SATURDAY, MAY 1, 2021
Whole life insurance choices
To the point
- Endowment life insurance is a way to supplement your retirement savings while providing financial security for your family in the event of your death.
- You decide when you want the saved capital to be paid out and who you want to cover in the event of your death.
- Survivor protection applies from the first premium payment in the full agreed amount.
- However, the endowment insurance model also has weaknesses. Modern annuities also offer double protection, but are more flexible and pay the annuity for life.
Why pension provision is important: Of forecasts and surprises
Thanks to modern medicine and healthier lifestyles, we are getting older and older. At the same time, our income from the state pension is being taxed more and more. As a result, additional retirement provision is becoming increasingly important.
Endowment life insurance - key features at a glance
A classic endowment life insurance policy protects your family financially in case something happens to you and otherwise helps to supplement your retirement savings. As the name suggests, this is done through a one-time payment of the capital. This solution has advantages, given the general increase in life expectancy and low-interest rates, but also disadvantages. Here are the main features:
- Building block for old-age provision with a one-time effect: in old age, you benefit from a one-time capital payout. Depending on the agreed amount, use and life expectancy, you can reduce the pension gap caused by the low state pension for a certain period of time - until you have used up the capital.
- Selectable timing: You decide when you receive your lump-sum payment. You can subsequently change the agreed time to bring it forward or postpone it.
- Immediate survivor protection: With an endowment policy, you can protect your family and loved ones for the duration of the contract. In the event of your death before the end of the contract, your survivors will receive the agreed-upon lump sum in the full agreed-upon amount from the first premium payment.
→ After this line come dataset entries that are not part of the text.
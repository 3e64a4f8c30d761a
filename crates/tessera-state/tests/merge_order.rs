//! Merging concurrent partials does not depend on arrival order.

use chrono::{TimeZone, Utc};
use proptest::prelude::*;
use serde_json::json;
use tessera_state::{GraphState, Message, PartialState, Report, TaskOutput, merge, merge_batch};

/// One partial per task, each with a few messages at arbitrary times.
fn partials() -> impl Strategy<Value = Vec<PartialState>> {
  prop::collection::vec(
    (prop::collection::vec((0i64..5, 0u32..3), 0..4), any::<bool>()),
    1..6,
  )
  .prop_map(|specs| {
    specs
      .into_iter()
      .enumerate()
      .map(|(i, (messages, failed_first))| {
        let task = format!("task_{}", i);
        let mut partial = PartialState::new().with_result(
          &task,
          TaskOutput {
            raw: i.to_string(),
            value: json!({ "n": i }),
            degraded: failed_first,
          },
        );
        for (secs, attempt) in messages {
          let at = Utc.timestamp_opt(secs, 0).unwrap();
          let message = if failed_first && attempt == 0 {
            Message::attempt_failed(&task, attempt, "timeout")
          } else {
            Message::output(&task, attempt, format!("out {}", secs))
          };
          partial = partial.with_message(message.at(at));
        }
        partial
      })
      .collect()
  })
}

proptest! {
  #[test]
  fn batch_merge_is_order_independent(parts in partials(), seed in any::<u64>()) {
    let mut parts = parts;
    // Only the last task writes the report.
    if let Some(last) = parts.pop() {
      parts.push(last.with_report(Report::default()));
    }

    let mut shuffled = parts.clone();
    // Deterministic permutation driven by the seed.
    let len = shuffled.len();
    for i in (1..len).rev() {
      let j = (seed as usize).wrapping_mul(i + 7) % (i + 1);
      shuffled.swap(i, j);
    }

    let forward = merge_batch(GraphState::new("in", 2), parts.clone()).unwrap();
    let permuted = merge_batch(GraphState::new("in", 2), shuffled).unwrap();
    prop_assert_eq!(&forward, &permuted);

    let sorted = forward
      .messages
      .windows(2)
      .all(|pair| pair[0].timestamp <= pair[1].timestamp);
    prop_assert!(sorted);
  }

  #[test]
  fn later_batches_append_after_the_log(first in partials(), second in partials()) {
    let after_first = merge_batch(GraphState::new("in", 2), first).unwrap();
    let logged = after_first.messages.clone();
    let after_second = merge_batch(after_first, second).unwrap();
    prop_assert_eq!(&after_second.messages[..logged.len()], &logged[..]);
  }
}

#[test]
fn merge_keeps_earlier_contributions() {
  let state = GraphState::new("in", 1);
  let state = merge(
    state,
    PartialState::new().with_message(Message::output("a", 0, "first")),
  );
  let state = merge(
    state,
    PartialState::new().with_message(Message::output("b", 0, "second")),
  );
  assert_eq!(state.messages.len(), 2);
  assert!(state.messages.iter().any(|m| m.task == "a"));
}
- Tax benefits: When you receive your lump-sum payment, only half of the income is taxed, as with a private pension insurance policy, provided your contract has run for at least 12 years and you are at least 62 years old when the payment is made. The sum insured in the event of your death is paid out to your surviving dependents free of income tax.
- Low guaranteed interest rate: endowment insurance is similar to conservative savings with a savings account. A minimum interest rate is guaranteed over the entire term. This guaranteed interest rate is related to the general interest rate level. Due to the ongoing low-interest phase, the German Federal Ministry of Finance has lowered the guaranteed interest rate for new contracts to a binding 0.9% as of 2017.
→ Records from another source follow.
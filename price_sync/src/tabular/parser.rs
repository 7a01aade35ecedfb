//! Streaming CSV parser with per-line fault isolation
//!
//! A bad data line becomes a [`RowError`] for that line only. The stream as a
//! whole fails only when the header is missing or malformed, or when the
//! underlying reader breaks.

use super::{FIELD_COUNT, HEADER};
use crate::error::{ParseError, RowError};
use crate::models::{parse_date, PriceRecord};
use csv::ByteRecord;
use rust_decimal::{Decimal, RoundingStrategy};
use std::io::Read;
use std::str::FromStr;

/// Prices must stay below this (the store holds at most 8 integer digits)
const PRICE_LIMIT: Decimal = Decimal::from_parts(100_000_000, 0, 0, false, 0);

/// Outcome of one data line
#[derive(Debug, Clone, PartialEq, Eq)]
pub struct ParsedLine {
    /// 1-based, header excluded
    pub line: usize,
    pub result: Result<PriceRecord, RowError>,
}

/// Lazy cursor over the data lines of a price CSV
///
/// Yields one [`ParsedLine`] per data line in source order. An `Err` item is
/// only produced for an unrecoverable read fault, after which the cursor is
/// exhausted.
pub struct PriceReader<R: Read> {
    reader: csv::Reader<R>,
    record: ByteRecord,
    line: usize,
    done: bool,
}

impl<R: Read> PriceReader<R> {
    /// Read and validate the header line.
    pub fn new(source: R) -> Result<Self, ParseError> {
        let mut reader = csv::ReaderBuilder::new()
            .has_headers(false)
            .flexible(true)
            .from_reader(source);

        let mut header = ByteRecord::new();
        match reader.read_byte_record(&mut header) {
            Ok(true) if header.len() == FIELD_COUNT => {}
            Ok(true) => {
                return Err(ParseError::Header(format!(
                    "expected {} columns, found {}",
                    FIELD_COUNT,
                    header.len()
                )))
            }
            Ok(false) => return Err(ParseError::Header("stream is empty".to_string())),
            Err(e) => return Err(ParseError::Header(e.to_string())),
        }

        let names_match = header
            .iter()
            .zip(HEADER)
            .all(|(got, want)| got.eq_ignore_ascii_case(want.as_bytes()));
        if !names_match {
            log::warn!(
                "Unexpected CSV header {:?}, reading columns positionally",
                String::from_utf8_lossy(header.as_slice())
            );
        }

        Ok(Self {
            reader,
            record: ByteRecord::new(),
            line: 0,
            done: false,
        })
    }
}

impl<R: Read> Iterator for PriceReader<R> {
    type Item = Result<ParsedLine, ParseError>;

    fn next(&mut self) -> Option<Self::Item> {
        if self.done {
            return None;
        }

        match self.reader.read_byte_record(&mut self.record) {
            Ok(true) => {
                self.line += 1;
                Some(Ok(ParsedLine {
                    line: self.line,
                    result: parse_row(&self.record),
                }))
            }
            Ok(false) => {
                self.done = true;
                None
            }
            Err(e) => {
                self.done = true;
                Some(Err(ParseError::Read(e)))
            }
        }
    }
}

/// Parse a price CSV, calling `handler` exactly once per data line.
///
/// Returns the number of data lines seen. Malformed lines are reported to the
/// handler and never abort the stream.
pub fn parse<R, F>(source: R, mut handler: F) -> Result<usize, ParseError>
where
    R: Read,
    F: FnMut(usize, Result<PriceRecord, RowError>),
{
    let mut lines = 0;
    for parsed in PriceReader::new(source)? {
        let parsed = parsed?;
        lines = parsed.line;
        handler(parsed.line, parsed.result);
    }
    Ok(lines)
}

fn parse_row(record: &ByteRecord) -> Result<PriceRecord, RowError> {
    if record.len() != FIELD_COUNT {
        return Err(RowError::FieldCount {
            expected: FIELD_COUNT,
            found: record.len(),
        });
    }

    let fields = record
        .iter()
        .map(std::str::from_utf8)
        .collect::<Result<Vec<&str>, _>>()
        .map_err(|_| RowError::Encoding)?;
    let &[id, name, category, price, created_at] = fields.as_slice() else {
        return Err(RowError::FieldCount {
            expected: FIELD_COUNT,
            found: fields.len(),
        });
    };

    let id = id
        .parse::<i64>()
        .ok()
        .filter(|id| *id > 0)
        .ok_or_else(|| RowError::InvalidId(id.to_string()))?;

    if name.is_empty() {
        return Err(RowError::InvalidName);
    }
    if category.is_empty() {
        return Err(RowError::InvalidCategory);
    }

    let price = parse_price(price).ok_or_else(|| RowError::InvalidPrice(price.to_string()))?;

    let created_at =
        parse_date(created_at).ok_or_else(|| RowError::InvalidDate(created_at.to_string()))?;

    Ok(PriceRecord {
        id,
        name: name.to_string(),
        category: category.to_string(),
        price,
        created_at,
    })
}

/// Parse a non-negative price and round it to cents (half away from zero).
///
/// The limit applies to the rounded value, the one that gets stored.
fn parse_price(raw: &str) -> Option<Decimal> {
    let price = Decimal::from_str(raw).ok()?;
    if price < Decimal::ZERO {
        return None;
    }
    let mut price = price.round_dp_with_strategy(2, RoundingStrategy::MidpointAwayFromZero);
    if price >= PRICE_LIMIT {
        return None;
    }
    price.rescale(2);
    Some(price)
}
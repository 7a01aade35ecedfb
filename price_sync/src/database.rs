//! Database operations for price records
//!
//! Uses parameterized queries exclusively. The export filter is assembled from
//! fixed SQL fragments and numbered placeholders, never from caller text.
//! Batch writes are transactional: a batch either commits whole or not at all.

use crate::error::{StoreError, StoreResult};
use crate::models::{FilterCriteria, InsertStats, PriceRecord, StoreTotals};
use rusqlite::types::Value;
use rusqlite::{params, params_from_iter, Connection, Transaction};
use rust_decimal::prelude::ToPrimitive;
use rust_decimal::{Decimal, RoundingStrategy};
use std::path::Path;

const SELECT_PRICES: &str = "SELECT id, name, category, price, create_date FROM prices";

/// Initialize the database schema
///
/// Creates the `prices` table if it doesn't exist. Prices are stored as
/// integer cents so the uniqueness constraint compares exact values.
pub fn init_schema(conn: &Connection) -> StoreResult<()> {
    conn.execute_batch(
        "
        CREATE TABLE IF NOT EXISTS prices (
            id INTEGER PRIMARY KEY,
            name TEXT NOT NULL CHECK (name <> ''),
            category TEXT NOT NULL CHECK (category <> ''),
            price INTEGER NOT NULL CHECK (price >= 0),
            create_date TEXT NOT NULL,
            CONSTRAINT unique_price_row UNIQUE (name, category, price, create_date)
        );

        CREATE INDEX IF NOT EXISTS idx_prices_create_date ON prices(create_date);
        CREATE INDEX IF NOT EXISTS idx_prices_price ON prices(price);
        ",
    )?;

    log::info!("Database schema initialized");
    Ok(())
}

/// Open (or create) the database file and initialize the schema
pub fn open_store(path: &Path) -> StoreResult<Connection> {
    if let Some(parent) = path.parent() {
        if !parent.as_os_str().is_empty() && !parent.exists() {
            std::fs::create_dir_all(parent)?;
            log::info!("Created directory: {}", parent.display());
        }
    }

    let conn = Connection::open(path)?;
    log::info!("Opened database: {}", path.display());
    init_schema(&conn)?;
    Ok(conn)
}

/// Open an in-memory database with the schema initialized
pub fn open_in_memory_store() -> StoreResult<Connection> {
    let conn = Connection::open_in_memory()?;
    init_schema(&conn)?;
    Ok(conn)
}

/// Insert a batch of records in a single transaction
///
/// A record whose dedup key (or id) already exists is skipped and counted as
/// a duplicate. Any other failure rolls back the whole batch.
pub fn insert_batch(conn: &mut Connection, records: &[PriceRecord]) -> StoreResult<InsertStats> {
    let tx = conn.transaction()?;
    let stats = insert_batch_tx(&tx, records)?;
    tx.commit()?;

    log::info!(
        "Committed batch of {} records ({} inserted, {} duplicates)",
        records.len(),
        stats.inserted,
        stats.duplicates
    );
    Ok(stats)
}

fn insert_batch_tx(tx: &Transaction<'_>, records: &[PriceRecord]) -> StoreResult<InsertStats> {
    let mut stmt = tx.prepare_cached(
        "INSERT INTO prices (id, name, category, price, create_date)
         VALUES (?1, ?2, ?3, ?4, ?5)
         ON CONFLICT DO NOTHING",
    )?;

    let mut stats = InsertStats::default();
    for record in records {
        let (name, category, price, created_at) = record.dedup_key();
        let changed = stmt.execute(params![
            record.id,
            name,
            category,
            to_cents(price)?,
            created_at,
        ])?;

        if changed > 0 {
            stats.inserted += 1;
        } else {
            log::debug!(
                "Duplicate record skipped: id {} ({}, {}, {}, {})",
                record.id,
                name,
                category,
                price,
                created_at
            );
            stats.duplicates += 1;
        }
    }

    Ok(stats)
}

/// Get total count of persisted records
pub fn total_item_count(conn: &Connection) -> StoreResult<i64> {
    Ok(conn.query_row("SELECT COUNT(*) FROM prices", [], |row| row.get(0))?)
}

/// Get count of distinct categories
pub fn total_category_count(conn: &Connection) -> StoreResult<i64> {
    Ok(conn.query_row("SELECT COUNT(DISTINCT category) FROM prices", [], |row| {
        row.get(0)
    })?)
}

/// Get the sum of all prices (zero when the store is empty)
pub fn total_price_sum(conn: &Connection) -> StoreResult<Decimal> {
    let cents: i64 =
        conn.query_row("SELECT COALESCE(SUM(price), 0) FROM prices", [], |row| {
            row.get(0)
        })?;
    Ok(from_cents(cents))
}

/// Collect all store-wide aggregates
pub fn store_totals(conn: &Connection) -> StoreResult<StoreTotals> {
    Ok(StoreTotals {
        total_items: total_item_count(conn)?,
        total_categories: total_category_count(conn)?,
        total_price: total_price_sum(conn)?,
    })
}

/// Select records matching every present bound, ordered by id
pub fn select_by_filter(
    conn: &Connection,
    criteria: &FilterCriteria,
) -> StoreResult<Vec<PriceRecord>> {
    let query = build_filter_query(criteria);
    log::debug!("Filter query: {} ({} params)", query.sql, query.params.len());

    let mut stmt = conn.prepare(&query.sql)?;
    let results: rusqlite::Result<Vec<PriceRecord>> = stmt
        .query_map(params_from_iter(query.params.iter()), |row| {
            Ok(PriceRecord {
                id: row.get(0)?,
                name: row.get(1)?,
                category: row.get(2)?,
                price: from_cents(row.get(3)?),
                created_at: row.get(4)?,
            })
        })?
        .collect();
    Ok(results?)
}

/// SQL text plus positional parameters for an export query
#[derive(Debug)]
struct FilterQuery {
    sql: String,
    params: Vec<Value>,
}

/// Build the WHERE clause from the bounds that are present.
///
/// An absent bound contributes neither SQL nor a placeholder.
fn build_filter_query(criteria: &FilterCriteria) -> FilterQuery {
    let mut clauses = Vec::new();
    let mut params = Vec::new();

    push_range(
        &mut clauses,
        &mut params,
        "create_date",
        criteria.start.map(|d| Value::Text(d.to_string())),
        criteria.end.map(|d| Value::Text(d.to_string())),
    );
    push_range(
        &mut clauses,
        &mut params,
        "price",
        criteria.min.map(|m| Value::Integer(lower_bound_cents(m))),
        criteria.max.map(|m| Value::Integer(upper_bound_cents(m))),
    );

    let mut sql = String::from(SELECT_PRICES);
    if !clauses.is_empty() {
        sql.push_str(" WHERE ");
        sql.push_str(&clauses.join(" AND "));
    }
    sql.push_str(" ORDER BY id ASC");

    FilterQuery { sql, params }
}

fn push_range(
    clauses: &mut Vec<String>,
    params: &mut Vec<Value>,
    column: &str,
    lower: Option<Value>,
    upper: Option<Value>,
) {
    let next = params.len() + 1;
    match (lower, upper) {
        (Some(lo), Some(hi)) => {
            clauses.push(format!("{} BETWEEN ?{} AND ?{}", column, next, next + 1));
            params.push(lo);
            params.push(hi);
        }
        (Some(lo), None) => {
            clauses.push(format!("{} >= ?{}", column, next));
            params.push(lo);
        }
        (None, Some(hi)) => {
            clauses.push(format!("{} <= ?{}", column, next));
            params.push(hi);
        }
        (None, None) => {}
    }
}

fn to_cents(price: Decimal) -> StoreResult<i64> {
    let mut cents = price.round_dp_with_strategy(2, RoundingStrategy::MidpointAwayFromZero);
    cents.rescale(2);
    i64::try_from(cents.mantissa()).map_err(|_| StoreError::PriceOutOfRange(price))
}

fn from_cents(cents: i64) -> Decimal {
    Decimal::new(cents, 2)
}

/// Smallest whole cent amount `>= bound`
fn lower_bound_cents(bound: Decimal) -> i64 {
    bound
        .checked_mul(Decimal::ONE_HUNDRED)
        .and_then(|c| c.ceil().to_i64())
        .unwrap_or(if bound.is_sign_negative() { i64::MIN } else { i64::MAX })
}

/// Largest whole cent amount `<= bound`
fn upper_bound_cents(bound: Decimal) -> i64 {
    bound
        .checked_mul(Decimal::ONE_HUNDRED)
        .and_then(|c| c.floor().to_i64())
        .unwrap_or(if bound.is_sign_negative() { i64::MIN } else { i64::MAX })
}
//! Serialize price records to CSV

use super::HEADER;
use crate::error::WriteError;
use crate::models::{PriceRecord, DATE_FORMAT};
use rust_decimal::{Decimal, RoundingStrategy};
use std::io::{self, Write};

/// Format a price with exactly two fractional digits
pub fn format_price(price: Decimal) -> String {
    let mut price = price.round_dp_with_strategy(2, RoundingStrategy::MidpointAwayFromZero);
    price.rescale(2);
    price.to_string()
}

/// Write the header and one line per record, in input order.
///
/// Returns the flushed sink. Output already written before a failure is left
/// in the sink.
pub fn write_records<W: Write>(sink: W, records: &[PriceRecord]) -> Result<W, WriteError> {
    let mut writer = csv::Writer::from_writer(sink);
    writer.write_record(HEADER)?;

    for record in records {
        let id = record.id.to_string();
        let price = format_price(record.price);
        let created_at = record.created_at.format(DATE_FORMAT).to_string();
        writer.write_record([
            id.as_str(),
            record.name.as_str(),
            record.category.as_str(),
            price.as_str(),
            created_at.as_str(),
        ])?;
    }

    writer.into_inner().map_err(|e| {
        let cause = e.error();
        WriteError::Io(io::Error::new(cause.kind(), cause.to_string()))
    })
}

#[cfg(test)]
mod tests {
    use super::*;
    use chrono::NaiveDate;

    fn record(id: i64, name: &str, price: Decimal) -> PriceRecord {
        PriceRecord {
            id,
            name: name.to_string(),
            category: "Tools".to_string(),
            price,
            created_at: NaiveDate::from_ymd_opt(2024, 1, 5).unwrap(),
        }
    }

    /// Sink that refuses every write
    struct FullDisk;

    impl Write for FullDisk {
        fn write(&mut self, _buf: &[u8]) -> io::Result<usize> {
            Err(io::Error::other("no space left on device"))
        }

        fn flush(&mut self) -> io::Result<()> {
            Ok(())
        }
    }

    #[test]
    fn format_price_pads_to_two_digits() {
        assert_eq!(format_price(Decimal::new(10, 0)), "10.00");
        assert_eq!(format_price(Decimal::new(99, 1)), "9.90");
        assert_eq!(format_price(Decimal::new(999, 2)), "9.99");
        assert_eq!(format_price(Decimal::ZERO), "0.00");
    }

    #[test]
    fn writes_header_and_rows_in_order() {
        let records = vec![
            record(2, "Widget", Decimal::new(999, 2)),
            record(1, "Gadget", Decimal::new(10, 0)),
        ];
        let out = write_records(Vec::new(), &records).unwrap();

        assert_eq!(
            String::from_utf8(out).unwrap(),
            "id,name,category,price,created_at\n\
             2,Widget,Tools,9.99,2024-01-05\n\
             1,Gadget,Tools,10.00,2024-01-05\n"
        );
    }

    #[test]
    fn empty_input_writes_header_only() {
        let out = write_records(Vec::new(), &[]).unwrap();
        assert_eq!(
            String::from_utf8(out).unwrap(),
            "id,name,category,price,created_at\n"
        );
    }

    #[test]
    fn quotes_fields_with_commas() {
        let out = write_records(Vec::new(), &[record(1, "Widget, large", Decimal::ONE)]).unwrap();
        let text = String::from_utf8(out).unwrap();
        assert!(text.contains("1,\"Widget, large\",Tools,1.00,2024-01-05"));
    }

    #[test]
    fn failing_sink_is_write_error() {
        let result = write_records(FullDisk, &[record(1, "Widget", Decimal::ONE)]);
        assert!(result.is_err());
    }
}
//! Archive containers for price uploads and exports
//!
//! Uploads arrive as `zip` or `tar`; exports are always `zip`.

mod reader;
mod writer;

pub use reader::{open, ArchiveKind, TabularStream, TABULAR_EXTENSION};
pub use writer::write_zip;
- Restricted investment options: To a certain extent, customers can benefit from surpluses generated by the insurer in addition to the guaranteed interest rate. However, unlike with a private pension insurance policy, the investment of capital in more promising investments is excluded, so that the prospects for returns are limited.
Life insurance in comparison
When hearing the word life insurance, many people first think of endowment or term life insurance. Yet modern private annuities are also part of life insurance and have now overtaken the classic models in terms of performance. Here is a comparison of the most important differences:
Endowment and term life insurance: the differences
Endowment life insurance combines death benefit protection with a private pension plan, where you build up a fixed capital for a one-time payout in old age. Term life insurance, on the other hand, serves exclusively to provide for surviving dependents. If you live longer than the term of the policy, no payout is made. It is therefore a pure risk insurance. In contrast, only endowment life insurance and private pension insurance offer a savings process.
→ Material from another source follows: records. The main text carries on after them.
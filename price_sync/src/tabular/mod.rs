//! CSV format for price records
//!
//! Both directions use the header `id,name,category,price,created_at`,
//! prices with two fractional digits and `YYYY-MM-DD` dates.

mod parser;
mod writer;

pub use parser::{parse, ParsedLine, PriceReader};
pub use writer::{format_price, write_records};

/// Column names, in file order
pub const HEADER: [&str; 5] = ["id", "name", "category", "price", "created_at"];

/// Number of fields on every line
pub const FIELD_COUNT: usize = HEADER.len();
//! Package an export into a single-member zip

use crate::error::ArchiveError;
use std::io::{Cursor, Write};
use zip::write::SimpleFileOptions;
use zip::{CompressionMethod, ZipWriter};

/// Build a zip archive holding one member named `member_name`.
pub fn write_zip(member_name: &str, bytes: &[u8]) -> Result<Vec<u8>, ArchiveError> {
    let options = SimpleFileOptions::default().compression_method(CompressionMethod::Deflated);

    let mut writer = ZipWriter::new(Cursor::new(Vec::new()));
    writer.start_file(member_name, options)?;
    writer.write_all(bytes)?;
    let archive = writer.finish()?.into_inner();

    log::debug!(
        "Packaged {} ({} bytes) into {} byte zip",
        member_name,
        bytes.len(),
        archive.len()
    );
    Ok(archive)
}

#[cfg(test)]
mod tests {
    use super::*;
    use crate::archive::{open, ArchiveKind};
    use std::io::Read;
    use zip::ZipArchive;

    #[test]
    fn written_member_round_trips_through_reader() {
        let content = b"id,name,category,price,created_at\n1,Widget,Tools,9.99,2024-01-05\n";
        let archive = write_zip("data.csv", content).unwrap();

        let mut stream = open(ArchiveKind::Zip, &archive).unwrap();
        let mut out = Vec::new();
        stream.read_to_end(&mut out).unwrap();
        assert_eq!(out, content);
    }

    #[test]
    fn archive_holds_exactly_one_named_member() {
        let archive = write_zip("data.csv", b"x").unwrap();

        let mut zip = ZipArchive::new(Cursor::new(archive)).unwrap();
        assert_eq!(zip.len(), 1);
        let member = zip.by_index(0).unwrap();
        assert_eq!(member.name(), "data.csv");
    }

    #[test]
    fn empty_content_is_allowed() {
        let archive = write_zip("empty.csv", b"").unwrap();

        let mut stream = open(ArchiveKind::Zip, &archive).unwrap();
        let mut out = Vec::new();
        stream.read_to_end(&mut out).unwrap();
        assert!(out.is_empty());
    }
}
What can endowment life insurance and private pension insurance do?
Endowment life insurance and private pension insurance have one major advantage in common: Both offer double protection through the combination of old-age provision and protection for surviving dependents. However, the possibilities of the KLV are limited by the one-time capital payment and the dependence on the guaranteed interest rate. With a private pension insurance, you can choose a guaranteed monthly pension for life instead of a lump-sum payment. This provides you with long-term security, which is becoming increasingly important in view of rising life expectancy. Alternatively, you can also decide at the start of your pension: Either for a time-limited, but higher pension, or for a one-time lump-sum payment as with the KLV.
There are also similarities in the other options: With both insurance policies, you can flexibly determine the payout date or the start of the pension and temporarily suspend your premiums in the event of financial bottlenecks. Whereas with endowment insurance you only receive a lump-sum payout once at a fixed point in time, with a private pension insurance such as the Allianz PrivatRente you can also withdraw capital in the meantime and make optional additional payments.